A few days ago, Sister Ali published an article “reward! 5 questions to collect the top 3% of the code industry super king” — I was very excited to see this title, because I can finally prove that my skills are very awesome.

Unfortunately, with 8 years of Java development experience, I found myself solving all five problems wrong!
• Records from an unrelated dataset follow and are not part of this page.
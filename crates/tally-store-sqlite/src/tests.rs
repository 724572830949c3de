//! Integration tests for `SqliteStore` against an in-memory database.

use chrono::{NaiveDate, TimeZone, Utc};
use tally_core::{
  goal::NewGoal,
  notification::{NewNotificationRun, NotificationState, ResourceRef, RunStatus, StateStatus},
  occurrence::{NewOccurrence, StoredStatus},
  policy::{Channel, NewPolicy, PolicyEvent, PolicyScope},
  series::{Flow, NewSeries, Recurrence, RecurrenceKind},
  store::LedgerStore,
};
use uuid::Uuid;

use crate::SqliteStore;

async fn store() -> SqliteStore {
  SqliteStore::open_in_memory()
    .await
    .expect("in-memory store")
}

fn d(y: i32, m: u32, day: u32) -> NaiveDate {
  NaiveDate::from_ymd_opt(y, m, day).unwrap()
}

fn monthly_series(org: Uuid) -> NewSeries {
  NewSeries {
    organization_id:    org,
    owner_id:           Uuid::new_v4(),
    pay_to_id:          None,
    title:              "rent".into(),
    amount_cents:       120_000,
    flow:               Flow::Expense,
    category_id:        None,
    start_date:         d(2024, 1, 15),
    recurrence:         Recurrence {
      kind:     RecurrenceKind::Monthly,
      interval: 1,
    },
    installments_total: None,
    recurrence_until:   None,
  }
}

fn occurrence(series_id: Uuid, index: u32, due: NaiveDate) -> NewOccurrence {
  NewOccurrence {
    series_id,
    installment_index: index,
    due_date: due,
    amount_cents: 120_000,
  }
}

// ─── Series ──────────────────────────────────────────────────────────────────

#[tokio::test]
async fn create_and_list_series() {
  let s = store().await;
  let org = Uuid::new_v4();

  let series = s.create_series(monthly_series(org)).await.unwrap();
  assert!(series.active);

  let all = s.list_active_series().await.unwrap();
  assert_eq!(all.len(), 1);
  assert_eq!(all[0].series_id, series.series_id);
  assert_eq!(all[0].title, "rent");
  assert_eq!(all[0].recurrence.kind, RecurrenceKind::Monthly);
  assert_eq!(all[0].start_date, d(2024, 1, 15));
}

#[tokio::test]
async fn invalid_series_rejected() {
  let s = store().await;
  let mut input = monthly_series(Uuid::new_v4());
  input.recurrence.interval = 0;
  assert!(s.create_series(input).await.is_err());

  let mut input = monthly_series(Uuid::new_v4());
  input.installments_total = Some(3);
  input.recurrence_until = Some(d(2025, 1, 1));
  assert!(s.create_series(input).await.is_err());
}

#[tokio::test]
async fn deactivated_series_excluded_from_active_list() {
  let s = store().await;
  let series = s
    .create_series(monthly_series(Uuid::new_v4()))
    .await
    .unwrap();

  s.set_series_active(series.series_id, false).await.unwrap();
  assert!(s.list_active_series().await.unwrap().is_empty());

  s.set_series_active(series.series_id, true).await.unwrap();
  assert_eq!(s.list_active_series().await.unwrap().len(), 1);
}

#[tokio::test]
async fn set_active_on_unknown_series_errors() {
  let s = store().await;
  let err = s.set_series_active(Uuid::new_v4(), false).await.unwrap_err();
  assert!(matches!(err, crate::Error::SeriesNotFound(_)));
}

// ─── Occurrences ─────────────────────────────────────────────────────────────

#[tokio::test]
async fn insert_occurrence_is_create_once() {
  let s = store().await;
  let series = s
    .create_series(monthly_series(Uuid::new_v4()))
    .await
    .unwrap();

  let first = s
    .insert_occurrence_if_absent(occurrence(series.series_id, 0, d(2024, 1, 15)))
    .await
    .unwrap();
  assert!(first);

  // Same index again: no insert, no error.
  let second = s
    .insert_occurrence_if_absent(occurrence(series.series_id, 0, d(2024, 1, 15)))
    .await
    .unwrap();
  assert!(!second);

  let rows = s.list_occurrences(series.series_id).await.unwrap();
  assert_eq!(rows.len(), 1);
  assert_eq!(rows[0].installment_index, 0);
  assert_eq!(rows[0].status, StoredStatus::Pending);
}

#[tokio::test]
async fn occurrences_ordered_by_index() {
  let s = store().await;
  let series = s
    .create_series(monthly_series(Uuid::new_v4()))
    .await
    .unwrap();

  for (idx, due) in [(2, d(2024, 3, 15)), (0, d(2024, 1, 15)), (1, d(2024, 2, 15))] {
    s.insert_occurrence_if_absent(occurrence(series.series_id, idx, due))
      .await
      .unwrap();
  }

  let rows = s.list_occurrences(series.series_id).await.unwrap();
  let indices: Vec<u32> = rows.iter().map(|o| o.installment_index).collect();
  assert_eq!(indices, [0, 1, 2]);
}

#[tokio::test]
async fn mark_paid_records_payment_and_is_not_repeatable() {
  let s = store().await;
  let series = s
    .create_series(monthly_series(Uuid::new_v4()))
    .await
    .unwrap();
  s.insert_occurrence_if_absent(occurrence(series.series_id, 0, d(2024, 1, 15)))
    .await
    .unwrap();
  let occ = &s.list_occurrences(series.series_id).await.unwrap()[0];

  let paid_at = Utc.with_ymd_and_hms(2024, 1, 14, 9, 0, 0).unwrap();
  s.mark_occurrence_paid(occ.occurrence_id, paid_at, 119_500)
    .await
    .unwrap();

  let occ = &s.list_occurrences(series.series_id).await.unwrap()[0];
  assert_eq!(occ.status, StoredStatus::Paid);
  assert_eq!(occ.paid_at, Some(paid_at));
  assert_eq!(occ.value_paid_cents, Some(119_500));

  // Already paid: the guarded update matches no row.
  let err = s
    .mark_occurrence_paid(occ.occurrence_id, paid_at, 119_500)
    .await
    .unwrap_err();
  assert!(matches!(err, crate::Error::OccurrenceNotFound(_)));
}

#[tokio::test]
async fn cancel_only_applies_to_pending() {
  let s = store().await;
  let series = s
    .create_series(monthly_series(Uuid::new_v4()))
    .await
    .unwrap();
  s.insert_occurrence_if_absent(occurrence(series.series_id, 0, d(2024, 1, 15)))
    .await
    .unwrap();
  let occ = &s.list_occurrences(series.series_id).await.unwrap()[0];

  s.cancel_occurrence(occ.occurrence_id).await.unwrap();
  let occ = &s.list_occurrences(series.series_id).await.unwrap()[0];
  assert_eq!(occ.status, StoredStatus::Canceled);

  let err = s.cancel_occurrence(occ.occurrence_id).await.unwrap_err();
  assert!(matches!(err, crate::Error::OccurrenceNotFound(_)));
}

// ─── Goals ───────────────────────────────────────────────────────────────────

fn goal(org: Uuid, title: &str, deadline: NaiveDate) -> NewGoal {
  NewGoal {
    organization_id:     org,
    owner_id:            Uuid::new_v4(),
    title:               title.into(),
    target_amount_cents: 500_000,
    deadline,
  }
}

#[tokio::test]
async fn open_goals_are_tenant_scoped_and_ordered_by_deadline() {
  let s = store().await;
  let org = Uuid::new_v4();

  let later = s.create_goal(goal(org, "new roof", d(2024, 9, 1))).await.unwrap();
  let sooner = s
    .create_goal(goal(org, "vacation fund", d(2024, 6, 1)))
    .await
    .unwrap();
  s.create_goal(goal(Uuid::new_v4(), "foreign", d(2024, 6, 1)))
    .await
    .unwrap();

  let goals = s.list_open_goals(org).await.unwrap();
  assert_eq!(goals.len(), 2);
  assert_eq!(goals[0].goal_id, sooner.goal_id);
  assert_eq!(goals[0].title, "vacation fund");
  assert_eq!(goals[0].deadline, d(2024, 6, 1));
  assert_eq!(goals[0].saved_amount_cents, 0);
  assert!(!goals[0].achieved);
  assert!(goals[0].active);
  assert_eq!(goals[1].goal_id, later.goal_id);
}

// ─── Candidates ──────────────────────────────────────────────────────────────

#[tokio::test]
async fn transaction_candidates_are_pending_only_and_tenant_scoped() {
  let s = store().await;
  let org = Uuid::new_v4();
  let other_org = Uuid::new_v4();

  let series = s.create_series(monthly_series(org)).await.unwrap();
  let foreign = s.create_series(monthly_series(other_org)).await.unwrap();

  s.insert_occurrence_if_absent(occurrence(series.series_id, 0, d(2024, 1, 15)))
    .await
    .unwrap();
  s.insert_occurrence_if_absent(occurrence(series.series_id, 1, d(2024, 2, 15)))
    .await
    .unwrap();
  s.insert_occurrence_if_absent(occurrence(foreign.series_id, 0, d(2024, 1, 15)))
    .await
    .unwrap();

  // Pay one off; it must drop out of the candidate set.
  let occ = &s.list_occurrences(series.series_id).await.unwrap()[0];
  s.mark_occurrence_paid(occ.occurrence_id, Utc::now(), 120_000)
    .await
    .unwrap();

  let candidates = s
    .list_candidates(org, PolicyScope::Transaction)
    .await
    .unwrap();
  assert_eq!(candidates.len(), 1);
  assert_eq!(candidates[0].title, "rent");
  assert_eq!(candidates[0].due_date, d(2024, 2, 15));
  assert_eq!(candidates[0].flow, Some(Flow::Expense));
  assert_eq!(candidates[0].owner_id, series.owner_id);
}

#[tokio::test]
async fn goal_candidates_exclude_achieved_and_inactive() {
  let s = store().await;
  let org = Uuid::new_v4();

  let created = s
    .create_goal(goal(org, "vacation fund", d(2024, 6, 1)))
    .await
    .unwrap();

  let candidates = s.list_candidates(org, PolicyScope::Goal).await.unwrap();
  assert_eq!(candidates.len(), 1);
  assert_eq!(candidates[0].resource, ResourceRef::goal(created.goal_id));
  assert_eq!(candidates[0].due_date, d(2024, 6, 1));
  assert_eq!(candidates[0].flow, None);
}

// ─── Policies ────────────────────────────────────────────────────────────────

#[tokio::test]
async fn policy_round_trips_every_field() {
  let s = store().await;
  let category = Uuid::new_v4();

  let mut input = NewPolicy::new(
    Uuid::new_v4(),
    PolicyScope::Transaction,
    PolicyEvent::DueSoon,
    3,
  );
  input.repeat_every_minutes = Some(1440);
  input.max_occurrences = Some(2);
  input.channels = vec![Channel::Push, Channel::Sms];
  input.flow_filter = Some(Flow::Expense);
  input.category_id = Some(category);
  input.amount_min_cents = Some(10_000);
  input.amount_max_cents = Some(500_000);
  input.quiet_hours_start = chrono::NaiveTime::from_hms_opt(22, 0, 0);
  input.quiet_hours_end = chrono::NaiveTime::from_hms_opt(6, 0, 0);
  input.utc_offset = "-04:00".parse().unwrap();
  input.weekdays_mask = 0b0111_1110; // weekdays + Saturday

  let created = s.create_policy(input).await.unwrap();
  let listed = s.list_active_policies(PolicyEvent::DueSoon).await.unwrap();
  assert_eq!(listed.len(), 1);
  let p = &listed[0];

  assert_eq!(p.policy_id, created.policy_id);
  assert_eq!(p.days_before, Some(3));
  assert_eq!(p.days_overdue, None);
  assert_eq!(p.repeat_every_minutes, Some(1440));
  assert_eq!(p.max_occurrences, Some(2));
  assert_eq!(p.channels, vec![Channel::Push, Channel::Sms]);
  assert_eq!(p.flow_filter, Some(Flow::Expense));
  assert_eq!(p.category_id, Some(category));
  assert_eq!(p.quiet_hours_start, chrono::NaiveTime::from_hms_opt(22, 0, 0));
  assert_eq!(p.utc_offset.to_string(), "-04:00");
  assert_eq!(p.weekdays_mask, 0b0111_1110);
}

#[tokio::test]
async fn invalid_policy_rejected_at_creation() {
  let s = store().await;
  let mut input = NewPolicy::new(
    Uuid::new_v4(),
    PolicyScope::Transaction,
    PolicyEvent::DueSoon,
    3,
  );
  input.days_overdue = Some(1);
  assert!(s.create_policy(input).await.is_err());
}

#[tokio::test]
async fn policy_listing_filters_by_event_and_active() {
  let s = store().await;
  let org = Uuid::new_v4();

  let due_soon = s
    .create_policy(NewPolicy::new(
      org,
      PolicyScope::Transaction,
      PolicyEvent::DueSoon,
      3,
    ))
    .await
    .unwrap();
  let overdue = s
    .create_policy(NewPolicy::new(
      org,
      PolicyScope::Transaction,
      PolicyEvent::Overdue,
      1,
    ))
    .await
    .unwrap();

  let listed = s.list_active_policies(PolicyEvent::Overdue).await.unwrap();
  assert_eq!(listed.len(), 1);
  assert_eq!(listed[0].policy_id, overdue.policy_id);

  s.set_policy_active(due_soon.policy_id, false).await.unwrap();
  assert!(
    s.list_active_policies(PolicyEvent::DueSoon)
      .await
      .unwrap()
      .is_empty()
  );
}

// ─── Dedup ledger ────────────────────────────────────────────────────────────

#[tokio::test]
async fn notification_state_upsert_converges_on_one_row() {
  let s = store().await;
  let policy = s
    .create_policy(NewPolicy::new(
      Uuid::new_v4(),
      PolicyScope::Transaction,
      PolicyEvent::DueSoon,
      3,
    ))
    .await
    .unwrap();
  let resource = ResourceRef::transaction(Uuid::new_v4());

  assert!(
    s.get_notification_state(policy.policy_id, resource)
      .await
      .unwrap()
      .is_none()
  );

  let first = NotificationState {
    state_id:         Uuid::new_v4(),
    policy_id:        policy.policy_id,
    resource,
    last_notified_at: Utc.with_ymd_and_hms(2024, 3, 10, 9, 0, 0).unwrap(),
    occurrences:      1,
    next_eligible_at: None,
    status:           StateStatus::Active,
  };
  s.upsert_notification_state(first.clone()).await.unwrap();

  let stored = s
    .get_notification_state(policy.policy_id, resource)
    .await
    .unwrap()
    .unwrap();
  assert_eq!(stored, first);

  // A second upsert with a fresh state_id must update, not duplicate.
  let second = NotificationState {
    state_id: Uuid::new_v4(),
    occurrences: 2,
    status: StateStatus::Capped,
    ..first.clone()
  };
  s.upsert_notification_state(second).await.unwrap();

  let stored = s
    .get_notification_state(policy.policy_id, resource)
    .await
    .unwrap()
    .unwrap();
  assert_eq!(stored.occurrences, 2);
  assert_eq!(stored.status, StateStatus::Capped);
  // The original row was updated in place.
  assert_eq!(stored.state_id, first.state_id);
}

// ─── Audit log ───────────────────────────────────────────────────────────────

#[tokio::test]
async fn runs_append_and_list_newest_first() {
  let s = store().await;
  let policy_id = Uuid::new_v4();
  let resource = ResourceRef::transaction(Uuid::new_v4());

  for (hour, status) in [
    (9, RunStatus::Sent),
    (10, RunStatus::Failed { error: "sender timeout".into() }),
    (11, RunStatus::Sent),
  ] {
    s.append_run(NewNotificationRun {
      policy_id,
      resource,
      channel: Channel::Push,
      sent_at: Utc.with_ymd_and_hms(2024, 3, 10, hour, 0, 0).unwrap(),
      status,
    })
    .await
    .unwrap();
  }

  let runs = s.list_recent_runs(2).await.unwrap();
  assert_eq!(runs.len(), 2);
  assert_eq!(
    runs[0].sent_at,
    Utc.with_ymd_and_hms(2024, 3, 10, 11, 0, 0).unwrap()
  );
  assert!(matches!(
    runs[1].status,
    RunStatus::Failed { ref error } if error == "sender timeout"
  ));
}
Once again, the hard way, I was one of the 97 percent of engineers who were killed.

But at least I have a thick skin. Although I have done everything wrong, I still dare to face myself.

01, primitive type float

The first one looks like this, with the following code:

public class FloatPrimitiveTest {
    public static void main(String[] args) {
        float a = 1.0 f - 0.9 f;
        float b = 0.9 f - 0.8 f;
        if (a == b) {
            System.out.println("true");
        } else {
            System.out.println("false"); }}}Copy the code

At first glance, this problem is too easy, right?

1.0f-0.9f is 0.1f, 0.9f-0.8f is 0.1f, 0.9f-0.8f is 0.1f, 0.9f-0.8f is 0.1f, 0.9f-0.8f is 0.1f.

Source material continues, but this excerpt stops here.